Color coordination should never be overlooked by the man building a wardrobe. Well-chosen colors are like a proper fit: a detail that can entirely make or break an outfit.
Very nice clothing in the wrong color combinations will still make you look bland and boring, or loud and foolish. Finding a happy medium is essential to developing the look men strive for.
we’re going into the color wheel in greater depth here. This is the basic theory that underlies all the color decisions you can make in your wardrobe.
Introduction to The Color Wheel
The color wheel – which was developed by Sir Isaac Newton in 1666 – is the basis for all color theory. The 12 basic colors are called “hues.” Most clothing comes in a more muted form of the true hues: either they are lightened by adding white (called a “tint”) or darkened by adding black (a “shade.”)
Any outfit will be a combination of these colors and the “neutrals” — white, black, and the two combined to make grays of varying darkness. Brown is sometimes described as a “neutral” base for an outfit as well, but it is still a combination of color wheel hues, and usually reads closest to orange or red-orange in outfits.
Understanding which relationships on the color wheel look “good” to human eyes and which seem bland or garish is the key to using the color wheel in coordinating your outfits.
There are 3 Primary Colors:
These are the only colors that can’t be made by adding or mixing other colors together. All the other hues can be created by combining primary colors. In their natural hue (without shading or tinting) they read as very bright, vivid colors to the human eye. You use them when you want to grab the viewer’s eye. As a result, you’ll usually only see small accents in unaltered primary colors — a red tie or a yellow pocket square, but never a suit in that pure, bright blue.
There are 3 Secondary Colors:
hese are each created by combining two primary colors — red and blue to make violet, yellow and blue to make green, and red and yellow to make orange. Each secondary color is directly opposite a primary color on the wheel. That relationship — opposite on the wheel — is called “complementary.” Human eyes notice the contrast between complementary colors more than other combinations. A complementing outfit will always read as bright and attention-getting. As a result, many outfits combine a primary color (usually a shade or a tint of one) and a secondary color for the basic contrast.
There are 6 Tertiary (or Intermediate) Colors:
These are found between the primary and secondary colors. It’s important to remember that they are distinct hues and not just shades or tints of the primaries and secondaries: a violet shirt isn’t the same thing as a the deeper blue-violet. It’s a different color rather than a darker form of the same color, with a different complementary color on the other side of the wheel and so on. Treating the intermediate colors as their own distinct hues will make a serious improvement in your understanding of your wardrobe colors.
Mixing Colors in a Man’s Outfit
Mixing colors is an essential skill for any man who hopes to dress well. Mixing colors can create two effects: harmony or disorganization. When we mix colors in an outfit, we want to use colors that work with each other to create an appearance that’s pleasant to look at, not a mash of color that looks chaotic.
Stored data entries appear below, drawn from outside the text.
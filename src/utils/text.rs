//! Text normalization shared by indexing and query evaluation.
//!
//! Tokenization is byte-level and ASCII-focused: terms are lowercased
//! alphanumeric runs, with a single interior apostrophe allowed so that
//! contractions ("don't") survive as one term.

use memchr::memmem;
use rustc_hash::FxHashSet;

/// Extract lowercase alphanumeric terms from text.
///
/// Non-ASCII bytes terminate a run and are skipped. Order of first
/// occurrence is preserved; duplicates are kept (callers that need set
/// semantics use [`unique_terms`]).
pub fn tokenize(text: &str) -> Vec<String> {
    let bytes = text.as_bytes();
    let mut tokens = Vec::new();
    let mut i = 0;

    while i < bytes.len() {
        if !bytes[i].is_ascii_alphanumeric() {
            i += 1;
            continue;
        }

        let start = i;
        while i < bytes.len() && bytes[i].is_ascii_alphanumeric() {
            i += 1;
        }
        // One interior apostrophe, only when alphanumerics continue after it
        if i + 1 < bytes.len() && bytes[i] == b'\'' && bytes[i + 1].is_ascii_alphanumeric() {
            i += 1;
            while i < bytes.len() && bytes[i].is_ascii_alphanumeric() {
                i += 1;
            }
        }

        let mut token = String::with_capacity(i - start);
        for &b in &bytes[start..i] {
            token.push(b.to_ascii_lowercase() as char);
        }
        tokens.push(token);
    }

    tokens
}

/// Deduplicated lowercase terms of a text.
pub fn unique_terms(text: &str) -> FxHashSet<String> {
    tokenize(text).into_iter().collect()
}

/// Start offsets of every occurrence of `needle` inside `haystack`,
/// overlapping occurrences included. Empty needles match nothing.
pub fn find_positions(haystack: &[u8], needle: &[u8]) -> Vec<usize> {
    let mut positions = Vec::new();
    if needle.is_empty() || haystack.len() < needle.len() {
        return positions;
    }

    let finder = memmem::Finder::new(needle);
    let mut start = 0;
    while let Some(rel) = finder.find(&haystack[start..]) {
        let pos = start + rel;
        positions.push(pos);
        start = pos + 1;
        if start + needle.len() > haystack.len() {
            break;
        }
    }
    positions
}

/// Substring containment test used by verification phases.
pub fn contains(haystack: &[u8], needle: &[u8]) -> bool {
    !needle.is_empty() && memmem::find(haystack, needle).is_some()
}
If we don’t mix colors or use any variety, the end result is most likely going to be bland or boring, which people don’t want to look at. If we mix too many colors, or mix colors in a non-harmonious way, it leads to a chaotic and disorganized appearance. This is why it is essential to know how to properly coordinate the colors of an outfit.
There are three color schemes that register as the most organized with human eyes: complementary colors, triad colors, and analogous colors.
Complementary colors, as discussed above, are directly opposite one another on the color wheel. This creates the most vivid contrast in an outfit:
t’s most common to see a complementing color scheme on someone who needs strong contrast to stand out. TV commentators like complementing colors, since television has a hard time projecting closely-related colors without turning washed-out. A small accent in a complementary color is a great touch on a suit or sport coat — pocket squares and boutonnieres in complementary colors always make an attention-getting splash of color.
Triad Colors are equidistant from one another on the color wheel. This creates the most balanced form of contrast:
Triad colors are a good scheme for an outfit with lots of pieces. A man trying to balance a suit, shirt, tie, belt, shoes, cufflinks, etc. might want to be thinking in terms of triads (some accents in neutral colors, such as black shoes and a black belt, will of course work with any color scheme).
Analogous Colors are directly adjacent on the color wheel. This creates a minimized contrast, giving a very consistent look:
Analogous color schemes are great for looking a little more restrained. They make good office outfits. Some fancy occasions also call for analogous color schemes, such as a wedding party with a unified color scheme, but be aware that fancy isn’t the same as formal. For that you’ll still need a standard black tie ensemble, which uses very little color at all.
Conclusion: Using the Color Wheel in Your Wardrobe
Not all your outfits will follow the color wheel relationships rigidly. Don’t worry too much if they don’t. Look for combinations that you feel comfortable in, using the color wheel schemes as a very basic guideline. A splash of difference here or there is what makes the outfit yours. A basic understanding of the color wheel is just a tool to get you started. And hopefully we’ve provided that understanding here!